15; a trip

162 35 8
                                        

Atta mengendarai mobilnya dengan tenang di balik kemudi, sementara dua orang lain yang duduk di kursi penumpang sibuk mengoceh—mendebatkan sesuatu yang entah apa.

"Kan gue udah bilang, harusnya tadi ambil juga yang rasa leci! Lo malah ambil yang rasa stoberi semua, goblok bener!" Terdengar suara Helga meninggi.

"Warnanya mirip anjir, gue gak tau kalo gue ngambil rasa stoberi semua." Bela suara yang lain—Renoa atau yang akrab disapa Ren.

"Emang dasarnya lo tolol, sih. Nyesel gue menyerahkan mandat buat beli minum ke elo." Helga balas melengos.

"Ya maaf, sih? Nanti juga bisa beli lagi. Kayak di depan nanti gak ada minimarket aja." Ren tak mau kalah.

"Masih pagi, udah ribut aja lo berdua." Atta menyela keributan antara Ren dan Helga.

"Dia nih tolol, Bang!" Adu Helga.

"Gue udah minta maaf, Nyet!" Ren menoleh ke belakang hanya untuk menunjuk Helga di depan mukanya.

Helga yang melihat itu sontak menepis tangan Ren dengan kuat, membuat Ren mengaduh kesakitan sebab tangannya terantuk car seat.

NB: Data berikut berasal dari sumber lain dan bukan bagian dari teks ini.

//! Liveness/readiness probes. Readiness reports unhealthy once the drain
//! manager transitions out of `healthy`.

use axum::{extract::State, http::StatusCode, Json};
use serde::Serialize;
use std::sync::Arc;

use crate::drain::{DrainManager, DrainState};

#[derive(Debug, Serialize)]
pub struct ReadinessResponse {
    ready: bool,
    drain_state: &'static str,
}

#[derive(Debug, Serialize)]
pub struct HealthResponse {
    status: &'static str,
    drain_state: &'static str,
    version: &'static str,
}

pub async fn liveness() -> (StatusCode, &'static str) {
    (StatusCode::OK, "OK")
}

/// Readiness probe: reports unhealthy once draining has started, so the
/// load balancer stops routing new connections here.
pub async fn readiness(
    State(drain): State<Arc<DrainManager>>,
) -> (StatusCode, Json<ReadinessResponse>) {
    let state = drain.state();
    let ready = state == DrainState::Healthy;
    let status = if ready {
        StatusCode::OK
    } else {
        StatusCode::SERVICE_UNAVAILABLE
    };
    (
        status,
        Json(ReadinessResponse {
            ready,
            drain_state: state.as_str(),
        }),
    )
}

pub async fn health(State(drain): State<Arc<DrainManager>>) -> (StatusCode, Json<HealthResponse>) {
    let state = drain.state();
    let healthy = state != DrainState::Closed;
    let status = if healthy {
        StatusCode::OK
    } else {
        StatusCode::SERVICE_UNAVAILABLE
    };
    (
        status,
        Json(HealthResponse {
            status: if healthy { "healthy" } else { "unhealthy" },
            drain_state: state.as_str(),
            version: env!("CARGO_PKG_VERSION"),
        }),
    )
}

#[cfg(test)]
mod tests {
    use super::*;

    #[tokio::test]
    async fn liveness_always_ok() {
        let (status, body) = liveness().await;
        assert_eq!(status, StatusCode::OK);
        assert_eq!(body, "OK");
    }

    #[tokio::test]
    async fn readiness_reflects_drain_state() {
        let drain = Arc::new(DrainManager::new());
        let (status, Json(resp)) = readiness(State(drain.clone())).await;
        assert_eq!(status, StatusCode::OK);
        assert!(resp.ready);

        drain.start_drain(Default::default()).await;
        let (status, Json(resp)) = readiness(State(drain)).await;
        assert_eq!(status, StatusCode::SERVICE_UNAVAILABLE);
        assert!(!resp.ready);
    }
}
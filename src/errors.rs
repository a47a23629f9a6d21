//! Typed error surface for the supervisor core.
//!
//! Everything that can go wrong inside [`crate::supervisor::Supervisor`] is folded into
//! [`SupervisorError`]. Reconciliation paths (log capture, the exit watcher, `Status`)
//! never let these escape synchronously; they record `last_error` on the catalog instead.

use thiserror::Error;

#[derive(Debug, Error)]
pub enum SupervisorError {
    #[error("no service definition for id '{0}'")]
    NotFound(String),

    #[error("service '{0}' is already running")]
    AlreadyRunning(String),

    #[error("failed to spawn service '{0}': {1}")]
    SpawnError(String, String),

    #[error("service '{0}' did not exit within the graceful window; force-killed")]
    StopTimeout(String),

    #[error("failed to signal pid {0}: {1}")]
    KillError(i32, String),

    #[error("no port-probing mechanism succeeded on this host: {0}")]
    PortProbeError(String),

    #[error("catalog repository error: {0}")]
    RepositoryError(String),

    #[error(transparent)]
    Io(#[from] std::io::Error),
}

pub type Result<T> = std::result::Result<T, SupervisorError>;

impl From<serde_json::Error> for SupervisorError {
    fn from(err: serde_json::Error) -> Self {
        SupervisorError::RepositoryError(err.to_string())
    }
}

impl From<dusa_collection_utils::core::errors::ErrorArrayItem> for SupervisorError {
    fn from(err: dusa_collection_utils::core::errors::ErrorArrayItem) -> Self {
        SupervisorError::RepositoryError(err.to_string())
    }
}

"Lo! Kasar banget jadi cewek!"

"Bodo amat!" Helga melengos.

Atta menghela napas lelah, selalu pusing jika dihadapkan oleh kedua manusia ini. Ren dan Helga kebanyakan selalu adu mulut jika disatukan dalam ruangan yang sama.

"Gue harap kalian gak berantem kayak anak kecil di depan Mara nanti," Atta memperingati.

"Mau jaga image, Bang?" Ren memainkan alisnya, menggoda.

"Harusnya gak papa gak, sih? Biar nanti kalo Kak Mara jadi pacar lo, dia terbiasa liat gue sama Ren berantem." Helga menimpali.

"Kalo ngomong jangan sembarangan, Helga." Atta  memperingati.

"Lah? Emang dia bukan calon pacar lo, Bang? Gue kira lo ngajakin dia ke pantai karna mau pdkt?" Ren bertanya penasaran.

Dengan tegas Atta membalas, "gue cuma temenan sama dia. Udah, itu aja." Walau sebenarnya Atta juga tidak terlalu yakin mau melabeli apa hubungannya dengan Mara. Selama ini, mereka hanya sering bertemu dengan cara yang tidak terduga. Atta juga tidak menyangka, interaksi dirinya dengan Mara bisa berjalan sampai sejauh ini.

"Ada cewek cakep mah dipepet, Bang. Jangan dianggurin." Ujar Ren.

"Coba ngaca." Cibir Atta.

"Cakep." Balas Ren narsis.

Bukan Atta, justru Helga yang duduk di kursi belakang yang bereaksi berlebihan mendengar jawaban narsis Ren. Helga mengeluarkan suara seperti ingin muntah yang membuat Ren terkikik geli di kursinya.

𓇼 ⋆。˚ 𓆝⋆。˚ 𓇼

Ren dan Helga dengan kompak menerawang ke arah gerbang yang hanya sedikit terbuka, mencoba mengawasi Atta yang masuk ke pelataran kos Mara.

"Sampek dijemput ke dalem gitu, masa cuma temenan sih, Ga?" Ren memulai pembicaraan pertama setelah Atta meninggalkan mobil.

"Gue juga gak tau, sih. Bang Atta selama ini gak pernah keliatan deket sama cewek. Ini juga gue baru tau dia punya temen cewek namanya Mara." Balas Helga masih dengan mata mengawasi celah gerbang.

"Lo jadi adeknya kudet amat," Ren mencibir, "lo kan sering jadi babu nganterin makanan ke apartemen Bang Atta, masa gak pernah ngegep dia berduaan sama cewek?"